─── Input ───

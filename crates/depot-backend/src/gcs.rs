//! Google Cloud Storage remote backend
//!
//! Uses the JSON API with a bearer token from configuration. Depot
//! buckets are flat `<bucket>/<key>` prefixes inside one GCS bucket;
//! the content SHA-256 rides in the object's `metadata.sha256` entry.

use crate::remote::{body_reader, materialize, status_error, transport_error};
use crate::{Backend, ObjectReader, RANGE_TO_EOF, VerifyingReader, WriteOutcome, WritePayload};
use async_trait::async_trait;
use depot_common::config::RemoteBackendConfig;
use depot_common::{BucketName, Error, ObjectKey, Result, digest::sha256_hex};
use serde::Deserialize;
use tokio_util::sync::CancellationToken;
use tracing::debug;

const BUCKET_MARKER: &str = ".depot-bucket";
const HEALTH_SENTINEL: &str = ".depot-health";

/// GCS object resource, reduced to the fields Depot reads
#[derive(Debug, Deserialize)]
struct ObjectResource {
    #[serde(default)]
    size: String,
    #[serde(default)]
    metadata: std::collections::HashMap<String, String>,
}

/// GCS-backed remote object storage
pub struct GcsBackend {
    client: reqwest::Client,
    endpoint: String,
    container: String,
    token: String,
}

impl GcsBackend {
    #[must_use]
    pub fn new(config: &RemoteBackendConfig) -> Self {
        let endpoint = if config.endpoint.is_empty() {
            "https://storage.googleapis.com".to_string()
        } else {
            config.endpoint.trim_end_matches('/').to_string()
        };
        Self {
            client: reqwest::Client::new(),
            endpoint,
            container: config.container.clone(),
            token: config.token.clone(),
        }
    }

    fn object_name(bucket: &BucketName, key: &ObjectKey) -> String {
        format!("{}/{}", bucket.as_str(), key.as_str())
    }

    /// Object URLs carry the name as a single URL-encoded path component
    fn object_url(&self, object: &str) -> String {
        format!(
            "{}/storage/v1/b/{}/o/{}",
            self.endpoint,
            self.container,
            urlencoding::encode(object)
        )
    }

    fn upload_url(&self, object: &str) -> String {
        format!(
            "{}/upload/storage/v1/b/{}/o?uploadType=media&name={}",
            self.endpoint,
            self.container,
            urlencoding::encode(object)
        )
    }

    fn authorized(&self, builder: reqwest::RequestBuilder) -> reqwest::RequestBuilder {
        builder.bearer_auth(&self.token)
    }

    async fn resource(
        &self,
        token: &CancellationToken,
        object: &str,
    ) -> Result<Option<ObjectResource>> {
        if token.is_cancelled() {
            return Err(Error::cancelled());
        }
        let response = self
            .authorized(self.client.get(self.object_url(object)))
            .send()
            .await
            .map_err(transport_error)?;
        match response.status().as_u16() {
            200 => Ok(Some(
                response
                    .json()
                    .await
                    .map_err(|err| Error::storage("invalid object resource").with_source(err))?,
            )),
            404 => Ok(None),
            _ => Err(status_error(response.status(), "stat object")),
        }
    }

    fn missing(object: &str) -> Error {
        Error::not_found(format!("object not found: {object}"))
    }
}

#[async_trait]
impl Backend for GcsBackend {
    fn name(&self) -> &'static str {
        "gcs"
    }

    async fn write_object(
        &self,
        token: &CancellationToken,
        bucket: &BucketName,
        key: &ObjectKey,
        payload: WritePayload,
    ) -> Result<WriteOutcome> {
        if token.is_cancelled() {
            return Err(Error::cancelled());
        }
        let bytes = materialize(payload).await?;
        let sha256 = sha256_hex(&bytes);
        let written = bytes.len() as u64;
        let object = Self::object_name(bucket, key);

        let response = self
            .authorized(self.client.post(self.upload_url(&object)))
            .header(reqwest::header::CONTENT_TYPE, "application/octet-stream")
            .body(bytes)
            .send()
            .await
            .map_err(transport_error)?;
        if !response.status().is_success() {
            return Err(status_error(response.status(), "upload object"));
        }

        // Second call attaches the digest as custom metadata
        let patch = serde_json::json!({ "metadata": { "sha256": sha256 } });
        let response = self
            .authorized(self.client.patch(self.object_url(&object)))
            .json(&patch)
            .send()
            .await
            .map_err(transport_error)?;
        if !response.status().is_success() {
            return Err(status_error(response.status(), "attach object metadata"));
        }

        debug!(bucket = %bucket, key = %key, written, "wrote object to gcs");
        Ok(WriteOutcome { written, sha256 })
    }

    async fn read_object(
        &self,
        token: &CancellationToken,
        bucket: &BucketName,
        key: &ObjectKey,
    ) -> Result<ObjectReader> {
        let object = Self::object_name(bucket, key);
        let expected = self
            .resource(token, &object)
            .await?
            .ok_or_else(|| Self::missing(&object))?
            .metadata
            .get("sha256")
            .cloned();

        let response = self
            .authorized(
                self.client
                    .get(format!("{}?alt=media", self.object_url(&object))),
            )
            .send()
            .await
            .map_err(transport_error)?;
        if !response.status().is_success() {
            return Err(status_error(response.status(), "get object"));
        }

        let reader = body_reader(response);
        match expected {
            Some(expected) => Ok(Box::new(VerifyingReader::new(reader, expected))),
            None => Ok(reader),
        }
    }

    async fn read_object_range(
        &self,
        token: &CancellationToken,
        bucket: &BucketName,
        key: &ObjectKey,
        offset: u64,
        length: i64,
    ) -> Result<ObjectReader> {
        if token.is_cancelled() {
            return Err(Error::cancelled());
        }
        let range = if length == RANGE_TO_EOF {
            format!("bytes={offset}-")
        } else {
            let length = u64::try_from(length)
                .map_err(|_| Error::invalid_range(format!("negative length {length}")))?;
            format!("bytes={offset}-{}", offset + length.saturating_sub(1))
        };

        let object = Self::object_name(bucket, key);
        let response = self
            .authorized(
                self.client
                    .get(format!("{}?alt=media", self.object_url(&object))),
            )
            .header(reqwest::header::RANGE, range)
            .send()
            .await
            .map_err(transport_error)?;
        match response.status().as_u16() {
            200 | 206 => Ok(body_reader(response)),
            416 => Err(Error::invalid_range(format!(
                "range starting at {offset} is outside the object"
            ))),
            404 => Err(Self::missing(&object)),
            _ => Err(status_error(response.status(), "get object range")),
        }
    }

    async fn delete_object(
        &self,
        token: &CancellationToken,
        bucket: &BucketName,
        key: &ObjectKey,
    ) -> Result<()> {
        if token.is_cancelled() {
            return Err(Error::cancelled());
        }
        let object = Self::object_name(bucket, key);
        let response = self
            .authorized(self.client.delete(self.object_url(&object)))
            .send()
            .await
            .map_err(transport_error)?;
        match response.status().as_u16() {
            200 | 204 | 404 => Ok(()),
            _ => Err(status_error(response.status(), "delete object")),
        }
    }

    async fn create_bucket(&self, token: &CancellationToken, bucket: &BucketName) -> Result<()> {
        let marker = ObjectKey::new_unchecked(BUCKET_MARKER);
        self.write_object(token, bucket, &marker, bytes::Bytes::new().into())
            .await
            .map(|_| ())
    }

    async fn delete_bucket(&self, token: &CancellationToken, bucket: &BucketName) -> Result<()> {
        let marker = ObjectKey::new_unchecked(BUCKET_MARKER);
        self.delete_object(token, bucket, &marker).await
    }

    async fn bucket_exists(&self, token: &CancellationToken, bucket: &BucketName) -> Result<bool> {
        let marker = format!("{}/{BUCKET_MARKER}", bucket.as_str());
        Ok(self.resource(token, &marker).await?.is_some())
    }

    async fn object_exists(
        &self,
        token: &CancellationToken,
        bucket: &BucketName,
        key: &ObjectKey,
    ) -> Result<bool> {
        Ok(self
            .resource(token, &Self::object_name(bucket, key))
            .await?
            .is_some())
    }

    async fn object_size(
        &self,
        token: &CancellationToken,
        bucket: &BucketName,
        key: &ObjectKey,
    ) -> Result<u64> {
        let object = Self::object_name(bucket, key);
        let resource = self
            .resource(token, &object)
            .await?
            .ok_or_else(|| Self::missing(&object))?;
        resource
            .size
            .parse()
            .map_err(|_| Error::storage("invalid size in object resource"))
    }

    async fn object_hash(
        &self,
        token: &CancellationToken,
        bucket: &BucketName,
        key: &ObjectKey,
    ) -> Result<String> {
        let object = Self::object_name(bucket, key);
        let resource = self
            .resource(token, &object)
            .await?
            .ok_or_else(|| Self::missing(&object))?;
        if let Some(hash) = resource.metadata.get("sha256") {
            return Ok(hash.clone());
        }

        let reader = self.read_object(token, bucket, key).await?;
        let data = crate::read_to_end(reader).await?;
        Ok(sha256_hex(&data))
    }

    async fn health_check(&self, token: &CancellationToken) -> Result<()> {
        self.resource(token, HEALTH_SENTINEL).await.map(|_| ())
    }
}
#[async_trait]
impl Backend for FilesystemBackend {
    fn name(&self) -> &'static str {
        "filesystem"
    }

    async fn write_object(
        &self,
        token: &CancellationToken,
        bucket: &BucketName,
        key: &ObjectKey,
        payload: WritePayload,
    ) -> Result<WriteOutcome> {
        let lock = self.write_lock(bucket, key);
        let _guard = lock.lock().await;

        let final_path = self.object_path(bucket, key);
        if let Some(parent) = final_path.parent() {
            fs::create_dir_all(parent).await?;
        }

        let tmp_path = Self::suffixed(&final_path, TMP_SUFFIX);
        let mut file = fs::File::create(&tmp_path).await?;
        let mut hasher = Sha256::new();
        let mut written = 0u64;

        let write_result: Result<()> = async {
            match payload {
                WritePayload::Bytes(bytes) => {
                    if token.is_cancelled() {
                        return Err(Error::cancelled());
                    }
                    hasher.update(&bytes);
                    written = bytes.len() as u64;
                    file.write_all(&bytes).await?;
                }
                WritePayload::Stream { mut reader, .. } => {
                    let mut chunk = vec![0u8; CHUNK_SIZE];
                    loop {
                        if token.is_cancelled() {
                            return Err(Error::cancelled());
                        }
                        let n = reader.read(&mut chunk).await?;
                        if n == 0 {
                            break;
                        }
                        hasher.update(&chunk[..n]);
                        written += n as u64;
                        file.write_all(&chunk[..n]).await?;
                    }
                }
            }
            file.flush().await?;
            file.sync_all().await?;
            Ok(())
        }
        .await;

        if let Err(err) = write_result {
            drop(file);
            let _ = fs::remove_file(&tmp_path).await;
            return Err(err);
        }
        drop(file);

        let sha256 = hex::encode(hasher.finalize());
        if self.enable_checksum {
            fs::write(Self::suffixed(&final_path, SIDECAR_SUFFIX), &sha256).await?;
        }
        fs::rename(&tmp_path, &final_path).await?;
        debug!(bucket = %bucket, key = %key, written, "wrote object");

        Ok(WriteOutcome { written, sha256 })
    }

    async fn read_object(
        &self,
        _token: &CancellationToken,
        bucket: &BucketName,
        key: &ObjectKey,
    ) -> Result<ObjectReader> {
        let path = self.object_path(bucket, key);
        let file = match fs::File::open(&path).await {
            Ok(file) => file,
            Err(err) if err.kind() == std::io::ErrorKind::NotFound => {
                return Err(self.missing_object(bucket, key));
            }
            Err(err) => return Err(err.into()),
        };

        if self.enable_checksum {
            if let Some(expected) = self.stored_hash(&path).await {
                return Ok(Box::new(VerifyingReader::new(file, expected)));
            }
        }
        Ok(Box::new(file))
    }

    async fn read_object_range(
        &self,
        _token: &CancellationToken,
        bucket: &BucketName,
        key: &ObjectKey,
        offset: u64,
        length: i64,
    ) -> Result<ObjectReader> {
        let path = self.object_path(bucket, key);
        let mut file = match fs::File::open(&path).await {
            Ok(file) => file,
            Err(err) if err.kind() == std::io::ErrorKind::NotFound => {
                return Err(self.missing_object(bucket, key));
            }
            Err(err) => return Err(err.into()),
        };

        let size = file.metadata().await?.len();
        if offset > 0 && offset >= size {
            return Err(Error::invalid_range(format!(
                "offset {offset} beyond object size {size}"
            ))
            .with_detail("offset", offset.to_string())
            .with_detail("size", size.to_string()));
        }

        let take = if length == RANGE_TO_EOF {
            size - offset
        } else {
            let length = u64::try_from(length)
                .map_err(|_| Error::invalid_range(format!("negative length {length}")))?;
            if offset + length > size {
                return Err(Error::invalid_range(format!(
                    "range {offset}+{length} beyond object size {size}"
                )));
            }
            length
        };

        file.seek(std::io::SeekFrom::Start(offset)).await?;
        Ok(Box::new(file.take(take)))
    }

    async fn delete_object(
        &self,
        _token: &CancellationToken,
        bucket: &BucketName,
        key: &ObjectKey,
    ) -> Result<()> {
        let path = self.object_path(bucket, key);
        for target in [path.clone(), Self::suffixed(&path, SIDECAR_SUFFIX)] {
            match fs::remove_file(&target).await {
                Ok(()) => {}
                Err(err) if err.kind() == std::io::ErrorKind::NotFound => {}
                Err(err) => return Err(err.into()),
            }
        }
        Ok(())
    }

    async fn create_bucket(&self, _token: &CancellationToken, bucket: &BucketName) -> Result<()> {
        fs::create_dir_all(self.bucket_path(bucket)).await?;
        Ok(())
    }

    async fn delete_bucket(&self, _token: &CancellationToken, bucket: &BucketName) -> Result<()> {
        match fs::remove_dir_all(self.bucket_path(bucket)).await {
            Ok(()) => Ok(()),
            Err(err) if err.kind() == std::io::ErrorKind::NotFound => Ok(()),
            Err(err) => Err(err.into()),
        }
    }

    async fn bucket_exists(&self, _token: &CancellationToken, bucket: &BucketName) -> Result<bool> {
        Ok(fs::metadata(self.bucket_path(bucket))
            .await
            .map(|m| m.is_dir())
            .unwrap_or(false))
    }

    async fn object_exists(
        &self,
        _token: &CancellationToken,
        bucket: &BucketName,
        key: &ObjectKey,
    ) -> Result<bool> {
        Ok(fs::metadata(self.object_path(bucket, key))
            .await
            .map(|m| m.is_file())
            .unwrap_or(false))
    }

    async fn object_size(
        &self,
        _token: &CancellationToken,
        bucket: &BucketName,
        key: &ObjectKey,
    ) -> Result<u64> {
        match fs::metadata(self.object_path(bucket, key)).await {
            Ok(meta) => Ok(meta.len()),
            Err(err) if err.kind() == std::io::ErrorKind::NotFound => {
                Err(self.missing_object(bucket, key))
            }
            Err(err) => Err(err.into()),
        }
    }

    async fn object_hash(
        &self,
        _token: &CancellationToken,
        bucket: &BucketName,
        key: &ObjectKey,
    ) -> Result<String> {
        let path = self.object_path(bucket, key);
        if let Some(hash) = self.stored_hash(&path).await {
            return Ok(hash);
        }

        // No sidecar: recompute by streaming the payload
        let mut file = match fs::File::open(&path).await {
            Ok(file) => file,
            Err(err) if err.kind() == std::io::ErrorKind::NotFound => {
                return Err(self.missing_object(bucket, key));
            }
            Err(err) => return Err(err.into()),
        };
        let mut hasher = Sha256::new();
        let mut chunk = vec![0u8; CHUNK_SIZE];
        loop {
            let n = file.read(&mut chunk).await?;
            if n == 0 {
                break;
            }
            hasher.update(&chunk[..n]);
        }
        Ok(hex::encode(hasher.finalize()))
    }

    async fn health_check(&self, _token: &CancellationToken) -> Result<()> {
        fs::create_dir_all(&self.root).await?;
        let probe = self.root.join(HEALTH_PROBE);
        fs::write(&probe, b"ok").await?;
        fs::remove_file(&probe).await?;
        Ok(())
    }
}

───

Copy out all lines above holding "GcsBackend".

* Written answer:
pub struct GcsBackend {
impl GcsBackend {
impl Backend for GcsBackend {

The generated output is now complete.